Türkische Delegation besucht DEKRA CNC-Ausbildungsstätte

Mitglied der türkischen Delegation testet Virtual-Reality-Brille, © DEKRA
© DEKRA

Kompetenzen für Industrie 4.0 standen im Mittelpunkt des Besuchs einer türkischen Delegation vom 15. bis zum 22. Mai bei dem Projekt „Smart Comet“.

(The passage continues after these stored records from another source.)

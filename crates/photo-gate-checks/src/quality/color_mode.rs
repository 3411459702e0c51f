// photo-gate-checks/src/quality/color_mode.rs
// ============================================================================
// Module: Color Mode Check
// Description: Detects grayscale uploads via mean saturation.
// Purpose: Enforce the color-photo requirement.
// Dependencies: async-trait, photo-gate-core, crate::analysis
// ============================================================================

//! Color mode check: detects grayscale uploads via mean saturation.

// ============================================================================
// SECTION: Imports
// ============================================================================

use std::collections::BTreeSet;

use async_trait::async_trait;
use serde_json::json;

use photo_gate_core::Check;
use photo_gate_core::CheckCategory;
use photo_gate_core::CheckDescriptor;
use photo_gate_core::CheckError;
use photo_gate_core::CheckEval;
use photo_gate_core::CheckName;
use photo_gate_core::EvalInput;
use photo_gate_core::ParameterKind;
use photo_gate_core::ParameterSpec;
use photo_gate_core::ParameterValue;

use crate::analysis::mean_saturation;

// ============================================================================
// SECTION: Parameters
// ============================================================================

/// Stable check identifier.
pub const CHECK_NAME: &str = "color_mode";

/// Mean saturation at or below which the image counts as grayscale.
const PARAM_THRESHOLD: &str = "grayscale_saturation_threshold";

/// Whether a color photo is required.
const PARAM_REQUIRE_COLOR: &str = "require_color";

// ============================================================================
// SECTION: Check
// ============================================================================

/// Color mode check.
#[derive(Debug, Clone, Copy, Default)]
pub struct ColorModeCheck;

#[async_trait]
impl Check for ColorModeCheck {
    fn describe(&self) -> CheckDescriptor {
        CheckDescriptor {
            name: CheckName::new(CHECK_NAME),
            display_name: "Color Mode".to_string(),
            description: "Checks that the image is a color photo, not grayscale".to_string(),
            category: CheckCategory::ImageQuality,
            version: "1.0.0".to_string(),
            author: "Photo Validation Team".to_string(),
            parameters: vec![
                ParameterSpec {
                    name: PARAM_THRESHOLD.to_string(),
                    kind: ParameterKind::Int,
                    default: Some(ParameterValue::Int(15)),
                    min: Some(5.0),
                    max: Some(50.0),
                    choices: None,
                    required: true,
                    description: "Saturation threshold for grayscale detection".to_string(),
                },
                ParameterSpec {
                    name: PARAM_REQUIRE_COLOR.to_string(),
                    kind: ParameterKind::Bool,
                    default: Some(ParameterValue::Bool(true)),
                    min: None,
                    max: None,
                    choices: None,
                    required: false,
                    description: "Require a color photo".to_string(),
                },
            ],
            dependencies: BTreeSet::new(),
            enabled_by_default: true,
            time_limit_secs: None,
        }
    }

    async fn evaluate(&self, input: &EvalInput<'_>) -> Result<CheckEval, CheckError> {
        let threshold = input.params.int(PARAM_THRESHOLD)?;
        let require_color = input.params.bool(PARAM_REQUIRE_COLOR)?;

        let saturation = mean_saturation(input.photo);
        let is_color = saturation > threshold as f64;

        let details = json!({
            "mean_saturation": saturation,
            "threshold": threshold,
            "is_color": is_color,
        });

        if require_color && !is_color {
            Ok(CheckEval::failed(
                format!("Image is grayscale (saturation {saturation:.1} <= {threshold})"),
                details,
            ))
        } else {
            Ok(CheckEval::passed(details))
        }
    }
}
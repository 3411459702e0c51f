// photo-gate-config/src/lib.rs
// ============================================================================
// Module: Photo Gate Config Library
// Description: Public API surface for configuration management.
// Purpose: Expose the canonical configuration model and validation.
// Dependencies: crate::config
// ============================================================================

//! ## Overview
//! This crate owns the versioned Photo Gate configuration document: parsing
//! from TOML or JSON snapshots, exhaustive validation against the check
//! registry, deep-merge updates, export, and defaults derivation. The
//! runtime consumes the lowered [`photo_gate_core::ValidationPlan`]; this
//! crate is the single authority on the document around it.

// ============================================================================
// SECTION: Modules
// ============================================================================

pub mod config;

// ============================================================================
// SECTION: Re-Exports
// ============================================================================

pub use config::CONFIG_VERSION;
pub use config::ConfigError;
pub use config::MAX_CHECK_TIME_SECS;
pub use config::MAX_CONCURRENT_IMAGES;
pub use config::MIN_CHECK_TIME_SECS;
pub use config::MIN_CONCURRENT_IMAGES;
pub use config::PhotoGateConfig;
pub use config::SystemSettings;
pub use config::ValidationIssue;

Für das Vorhaben kooperiert der türkische Metallarbeitgeberverband unter anderem auch mit dem Fraunhofer Institut und der DEKRA Akademie. Ziel ist es, die für eine digitalisierte Industrie notwendigen Kompetenzen festzustellen und zu fördern. Hierzu entwickeln die Projektbeteiligten ein Kompetenzmanagementsystem für türkische Unternehmen der Metallbranche und Berufsschulen. Ergänzt wird das Konzept durch passgenaue Schulungen und Weiterbildungen, die Beschäftigten die notwendigen Kenntnisse und Fertigkeiten vermitteln sollen. Aber auch Workshops und Informationsreisen nach Deutschland, Frankreich oder auch Spanien gehören zum Konzept. Eine solche haben die Projektverantwortlichen aus der Türkei nun genutzt, um den Kooperationspartnern in Deutschland einen Besuch abzustatten.

Dabei wollte die Delegation insbesondere in Erfahrung bringen, welche Herausforderungen auf Ausbilder in der Metallindustrie zukünftig zukommen und welche passenden Qualifizierungsangebote es hierfür gibt. Das Programm setzte sich daher aus Fachvorträgen und verschiedenen Betriebsbesuchen zusammen. Unter anderem nutzten die türkischen Gäste die Gelegenheit, sich die moderne CNC-Ausbildung der DEKRA Akademie in Stuttgart anzusehen. Aber auch das Future Worklab des Fraunhofer Instituts IAO, die „Fabrik der Zukunft“ bei Festo im Werk Scharnhausen und die Arbeitgeberorganisation Südwestmetall waren Teil der Reiseplanung.

Zielgruppe von „Smart Comet“ sind Führungskräfte, Arbeitnehmer, Berufsschullehrer, Ausbilder und Azubis. Die Projektlaufzeit beträgt drei Jahre. Gefördert wird das Vorhaben zu einem Teil von der Europäischen Union.